SAG Magallanes reitera las medidas de control para evitar molestias de avispas

Cada
verano las avispas interrumpen la vida al aire libre, paseos, asados y
picnics de las distintas comunidades ubicadas entre las regiones de
Atacama y Magallanes. Y es que la carnívora avispa chaqueta amarilla se
alimenta de productos ricos en carbohidratos y proteínas como polen,
frutas, carne, así como también de otros insectos como las abejas,
pudiendo atacar animales, aves y personas en su búsqueda por comida.

Y
si bien es entre febrero y abril de cada año cuando la población de
chaquetas amarillas alcanza su mayor visibilidad en términos de cantidad
de ejemplares en vuelo, es entre octubre y noviembre cuando la
comunidad puede realizar un efectivo control de este insecto, ya que en
este período solo hay presencia de reinas que aún no comienzan a
producir nuevas avispas tras su letargo invernal.

Ricardo
Ruiz, encargado regional de protección agrícola y forestal del Servicio
Agrícola y Ganadero de Magallanes, explica que “a diferencia de otras
regiones, en Magallanes esta plaga no tiene significancia económica, no
obstante, el daño que produce se asocia al grave impacto social que
ocasiona al colonizar áreas de esparcimiento y recreación, pudiendo
causar consecuencias en el ámbito de la salud humana y del turismo”.

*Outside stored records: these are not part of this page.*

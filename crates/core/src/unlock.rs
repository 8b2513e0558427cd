//! Opening documents, unlocking encrypted ones on the way.
//!
//! Backends without an in-place password API report encrypted documents as
//! [`PdfEngineError::Encrypted`]. Those are decrypted into a plaintext copy
//! that is opened instead. The copy lives in a [`DecryptedCopy`] and is
//! deleted when that is dropped.

use crate::error::ViewerError;
use pdf_engine::{DocumentHandle, OpenSource, PdfEngine, PdfEngineError};
use std::fs;
use std::io;
use std::path::Path;
use std::sync::Arc;
use tempfile::TempPath;

/// Engine shared between the view and its background tasks.
pub type SharedEngine = Arc<dyn PdfEngine>;

const DECRYPTED_PREFIX: &str = "decrypted_";

/// Temporary plaintext copy of an encrypted document.
#[derive(Debug)]
pub struct DecryptedCopy {
    path: TempPath,
}

impl DecryptedCopy {
    fn create(temp_dir: &Path) -> io::Result<Self> {
        fs::create_dir_all(temp_dir)?;
        let file = tempfile::Builder::new()
            .prefix(DECRYPTED_PREFIX)
            .suffix(".pdf")
            .tempfile_in(temp_dir)?;
        Ok(Self { path: file.into_temp_path() })
    }

    pub fn path(&self) -> &Path {
        &self.path
    }
}

/// A document the engine has open, ready to be handed to a session.
#[derive(Debug)]
pub struct OpenedDocument {
    pub handle: DocumentHandle,
    pub page_count: u32,
    pub decrypted: Option<DecryptedCopy>,
}

/// Opens `path`, falling back to decrypt-and-rewrite for encrypted files.
///
/// The empty password is always tried before `password`. `on_unlocking`
/// runs once, when the plain open reported encryption.
pub fn open_document(
    engine: &SharedEngine,
    path: &Path,
    password: Option<&str>,
    temp_dir: &Path,
    on_unlocking: &mut dyn FnMut(),
) -> Result<OpenedDocument, ViewerError> {
    match open_plain(engine, path) {
        Err(PdfEngineError::Encrypted) => {}
        result => return result.map_err(|err| ViewerError::from_open(path.to_path_buf(), err)),
    }

    log::debug!("{} is encrypted, unlocking", path.display());
    on_unlocking();

    let copy = unlock(engine, path, password, temp_dir)?;
    let opened = open_plain(engine, copy.path()).map_err(|err| match err {
        PdfEngineError::Encrypted => {
            ViewerError::DecryptFailed("document is still encrypted after decryption".to_string())
        }
        other => ViewerError::from_open(path.to_path_buf(), other),
    })?;

    Ok(OpenedDocument { decrypted: Some(copy), ..opened })
}

/// Writes a plaintext copy of `path`, trying the empty password first.
///
/// Without a usable `password` a wrong-password failure becomes
/// [`ViewerError::PasswordRequired`]; with one it becomes
/// [`ViewerError::InvalidPassword`].
pub fn unlock(
    engine: &SharedEngine,
    path: &Path,
    password: Option<&str>,
    temp_dir: &Path,
) -> Result<DecryptedCopy, ViewerError> {
    let first = match decrypt(engine, path, "", temp_dir) {
        Ok(copy) => return Ok(copy),
        Err(err) => err,
    };

    match password.filter(|password| !password.is_empty()) {
        None => Err(match first {
            PdfEngineError::InvalidPassword => ViewerError::PasswordRequired,
            other => ViewerError::DecryptFailed(other.to_string()),
        }),
        Some(password) => decrypt(engine, path, password, temp_dir).map_err(|err| match err {
            PdfEngineError::InvalidPassword => ViewerError::InvalidPassword,
            other => ViewerError::DecryptFailed(other.to_string()),
        }),
    }
}

fn decrypt(
    engine: &SharedEngine,
    path: &Path,
    password: &str,
    temp_dir: &Path,
) -> Result<DecryptedCopy, PdfEngineError> {
    let copy = DecryptedCopy::create(temp_dir)?;
    engine.decrypt_to(path, password, copy.path())?;
    Ok(copy)
}

fn open_plain(engine: &SharedEngine, path: &Path) -> Result<OpenedDocument, PdfEngineError> {
    let handle = engine.open(OpenSource::Path(path.to_path_buf()))?;

    let page_count = match engine.page_count(handle) {
        Ok(0) => Err(PdfEngineError::NoPages),
        other => other,
    };
    match page_count {
        Ok(page_count) => Ok(OpenedDocument { handle, page_count, decrypted: None }),
        Err(err) => {
            if let Err(close_err) = engine.close(handle) {
                log::warn!("closing unusable document failed: {close_err}");
            }
            Err(err)
        }
    }
}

Existe una gran variedad de insectos que, por su similitud, suelen ser confundidos entre sí, como abejas, abejorros y avispas.

Las
trampas se construyen con botellas desechables de plástico. Para ello, a
una botella de 1 a 2 litros se le hace un agujero en la zona media o en
el tercio superior. Desde el cuello se cuelga un cebo proteico (carne
de cualquier tipo, vienesas o longaniza), el cual debe ser reemplazado
cada tres días. La botella se llena con agua con detergente (solo una
pizca o gotas, para evitar el exceso de espuma) hasta la abertura y cada
unidad debe ser instalada a unos dos metros de altura y en sitios
protegidos del viento y del sol. Al revisar la trampa, asegúrese de que
las avispas caídas estén muertas y entiérrelas.

Cabe
recordar que la aplicación de productos químicos no es aconsejable
puesto que podría dañar otros insectos benéficos para el ecosistema. Por
lo tanto, la utilización de estas trampas es el método de prevención y
control más recomendable del mencionado insecto.